Stored data entries ::
//! The supervisor's turn state machine.
//!
//! `Idle → Planning → Delegating(worker) → … → Synthesizing → Done`, with
//! `Failed` reachable from any non-terminal phase. Every step that changes the
//! transcript is committed together with a checkpoint, so an interrupted turn
//! can be resumed from the last committed step without repeating delegations.

use std::sync::Arc;
use std::time::Duration;

use futures::StreamExt;
use tokio_util::sync::CancellationToken;
use tracing::{debug, info, instrument, warn};

use scribe_core::context::LlmContext;
use scribe_core::errors::GatewayError;
use scribe_core::events::{AgentRole, ToolCallMeta, ToolCallPhase};
use scribe_core::ids::{ThreadId, TurnId};
use scribe_core::messages::{Message, ToolCallBlock};
use scribe_core::provider::{LlmProvider, StreamOptions};
use scribe_core::stream::StreamEvent;
use scribe_core::tools::{ToolDefinition, ToolError};
use scribe_store::ConversationStore;

use crate::approval::{ApprovalGate, AutoApprove, ToolCallRequest};
use crate::checkpoint::{TurnCheckpoint, TurnPhase};
use crate::delegation::{delegation_definitions, Delegation, Team};
use crate::error::EngineError;
use crate::prompts::SUPERVISOR_PROMPT;
use crate::registry::{ToolFilter, ToolRegistry};
use crate::sink::EventSink;
use crate::worker::{CallOrigin, RetryPolicy, WorkerContext, WorkerError, WorkerFailure, WorkerOutput};

#[derive(Clone, Debug)]
pub struct SupervisorConfig {
    /// Delegations allowed per turn before the plan is stopped.
    pub max_delegation_steps: u32,
    pub worker_timeout: Duration,
    pub tool_timeout: Duration,
    pub worker_retry: RetryPolicy,
    pub stream_options: StreamOptions,
    /// Registry tools the supervisor may call directly, besides delegating.
    pub direct_tools: ToolFilter,
}

impl Default for SupervisorConfig {
    fn default() -> Self {
        Self {
            max_delegation_steps: 8,
            worker_timeout: Duration::from_secs(120),
            tool_timeout: Duration::from_secs(30),
            worker_retry: RetryPolicy::default(),
            stream_options: StreamOptions::default(),
            direct_tools: ToolFilter::None,
        }
    }
}

/// Per-turn plumbing supplied by the driver.
#[derive(Clone, Debug)]
pub struct TurnContext {
    pub sink: EventSink,
    pub cancel: CancellationToken,
    pub worker_timeout: Duration,
    pub tool_timeout: Duration,
}

#[derive(Clone, Debug, PartialEq)]
pub struct TurnOutcome {
    pub turn_id: TurnId,
    /// The final assistant message content, equal to every content delta of the turn in order.
    pub reply: String,
    pub steps: u32,
    pub message_count: u64,
}

/// A turn in progress: its checkpoint and the sequence its next commit takes.
struct TurnRun {
    thread_id: ThreadId,
    checkpoint: TurnCheckpoint,
    next_sequence: u64,
}

pub struct Supervisor {
    provider: Arc<dyn LlmProvider>,
    team: Team,
    tools: ToolRegistry,
    gate: Arc<dyn ApprovalGate>,
    store: Arc<dyn ConversationStore>,
    config: SupervisorConfig,
}
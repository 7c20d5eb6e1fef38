use serde::{Deserialize, Serialize};

use scribe_core::checkpoint::Checkpoint;
use scribe_core::events::AgentRole;
use scribe_core::ids::{ThreadId, TurnId};
use scribe_core::messages::ToolCallBlock;
use scribe_store::StoreError;

/// Where the supervisor is within one turn.
#[derive(Clone, Copy, Debug, PartialEq, Eq, Serialize, Deserialize)]
#[serde(tag = "state", content = "worker", rename_all = "snake_case")]
pub enum TurnPhase {
    Idle,
    Planning,
    Delegating(AgentRole),
    Synthesizing,
    Done,
    Failed,
}

impl TurnPhase {
    pub fn is_terminal(&self) -> bool {
        matches!(self, Self::Done | Self::Failed)
    }
}

/// Orchestration progress stored as a checkpoint's payload.
///
/// Together with the committed transcript this is enough to pick a turn up
/// again: `reply` is the text already streamed to the client this turn, and
/// `pending` holds the supervisor tool calls not yet answered.
#[derive(Clone, Debug, PartialEq, Serialize, Deserialize)]
pub struct TurnCheckpoint {
    pub turn_id: TurnId,
    pub query: String,
    pub phase: TurnPhase,
    /// Delegation steps used so far.
    pub step: u32,
    #[serde(default)]
    pub reply: String,
    #[serde(default, skip_serializing_if = "Vec::is_empty")]
    pub pending: Vec<ToolCallBlock>,
    #[serde(default, skip_serializing_if = "Option::is_none")]
    pub failure: Option<String>,
}

impl TurnCheckpoint {
    /// A new turn that has not started reasoning yet.
    pub fn fresh(query: impl Into<String>) -> Self {
        Self {
            turn_id: TurnId::new(),
            query: query.into(),
            phase: TurnPhase::Idle,
            step: 0,
            reply: String::new(),
            pending: Vec::new(),
            failure: None,
        }
    }

    /// Interrupted mid-turn: neither finished nor failed.
    pub fn is_in_flight(&self) -> bool {
        !self.phase.is_terminal() && self.phase != TurnPhase::Idle
    }

    pub fn transition(&mut self, phase: TurnPhase) {
        self.phase = phase;
    }

    pub fn fail(&mut self, reason: impl Into<String>) {
        self.phase = TurnPhase::Failed;
        self.pending.clear();
        self.failure = Some(reason.into());
    }

    pub fn to_checkpoint(&self, thread_id: &ThreadId, sequence: u64) -> Result<Checkpoint, StoreError> {
        let payload = serde_json::to_value(self)?;
        Ok(Checkpoint::new(thread_id.clone(), sequence, payload))
    }

    pub fn from_checkpoint(checkpoint: &Checkpoint) -> Result<Self, StoreError> {
        serde_json::from_value(checkpoint.payload.clone()).map_err(|e| StoreError::CorruptRow {
            table: "checkpoints",
            column: "payload",
            detail: e.to_string(),
        })
    }
}
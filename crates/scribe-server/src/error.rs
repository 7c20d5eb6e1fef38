use axum::http::StatusCode;
use axum::response::{IntoResponse, Response};
use axum::Json;

use scribe_engine::EngineError;

/// Failures of the non-streaming endpoints.
///
/// Turn failures never come through here: once a stream is open they travel
/// as an `error` frame instead.
#[derive(Debug, thiserror::Error)]
pub enum ApiError {
    #[error("thread not found: {0}")]
    ThreadNotFound(String),

    #[error("bad request: {0}")]
    BadRequest(String),

    #[error("store unavailable: {0}")]
    Unavailable(String),

    #[error("internal error: {0}")]
    Internal(String),
}

impl ApiError {
    fn status(&self) -> StatusCode {
        match self {
            Self::ThreadNotFound(_) => StatusCode::NOT_FOUND,
            Self::BadRequest(_) => StatusCode::BAD_REQUEST,
            Self::Unavailable(_) => StatusCode::SERVICE_UNAVAILABLE,
            Self::Internal(_) => StatusCode::INTERNAL_SERVER_ERROR,
        }
    }

    fn code(&self) -> &'static str {
        match self {
            Self::ThreadNotFound(_) => "thread_not_found",
            Self::BadRequest(_) => "bad_request",
            Self::Unavailable(_) => "store_unavailable",
            Self::Internal(_) => "internal",
        }
    }
}

impl IntoResponse for ApiError {
    fn into_response(self) -> Response {
        let body = Json(serde_json::json!({
            "error": { "code": self.code(), "message": self.to_string() }
        }));
        (self.status(), body).into_response()
    }
}

impl From<EngineError> for ApiError {
    fn from(e: EngineError) -> Self {
        match e {
            EngineError::StoreUnavailable(inner) => Self::Unavailable(inner.to_string()),
            EngineError::NothingToResume(thread) => Self::ThreadNotFound(thread.to_string()),
            other => Self::Internal(other.to_string()),
        }
    }
}
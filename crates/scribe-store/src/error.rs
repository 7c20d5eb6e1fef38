#[derive(Debug, thiserror::Error)]
pub enum StoreError {
    #[error("database error: {0}")]
    Database(String),

    #[error("serialization error: {0}")]
    Serialization(String),

    #[error("corrupt row in {table}.{column}: {detail}")]
    CorruptRow {
        table: &'static str,
        column: &'static str,
        detail: String,
    },

    #[error("checkpoint {sequence} for thread {thread_id} is not after latest {latest}")]
    CheckpointConflict {
        thread_id: String,
        sequence: u64,
        latest: u64,
    },

    #[error("checkpoint belongs to thread {found}, not {expected}")]
    ThreadMismatch { expected: String, found: String },

    #[error("store unavailable: {0}")]
    Unavailable(String),
}

impl From<rusqlite::Error> for StoreError {
    fn from(e: rusqlite::Error) -> Self {
        StoreError::Database(e.to_string())
    }
}

impl From<serde_json::Error> for StoreError {
    fn from(e: serde_json::Error) -> Self {
        StoreError::Serialization(e.to_string())
    }
}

What you need to do ::
Please copy only the lines between the first line of the entries and the line with "use std::time::Duration;", keeping those two end lines as well, exactly as written.

Written response ::
//! The supervisor's turn state machine.
//!
//! `Idle → Planning → Delegating(worker) → … → Synthesizing → Done`, with
//! `Failed` reachable from any non-terminal phase. Every step that changes the
//! transcript is committed together with a checkpoint, so an interrupted turn
//! can be resumed from the last committed step without repeating delegations.

use std::sync::Arc;
use std::time::Duration;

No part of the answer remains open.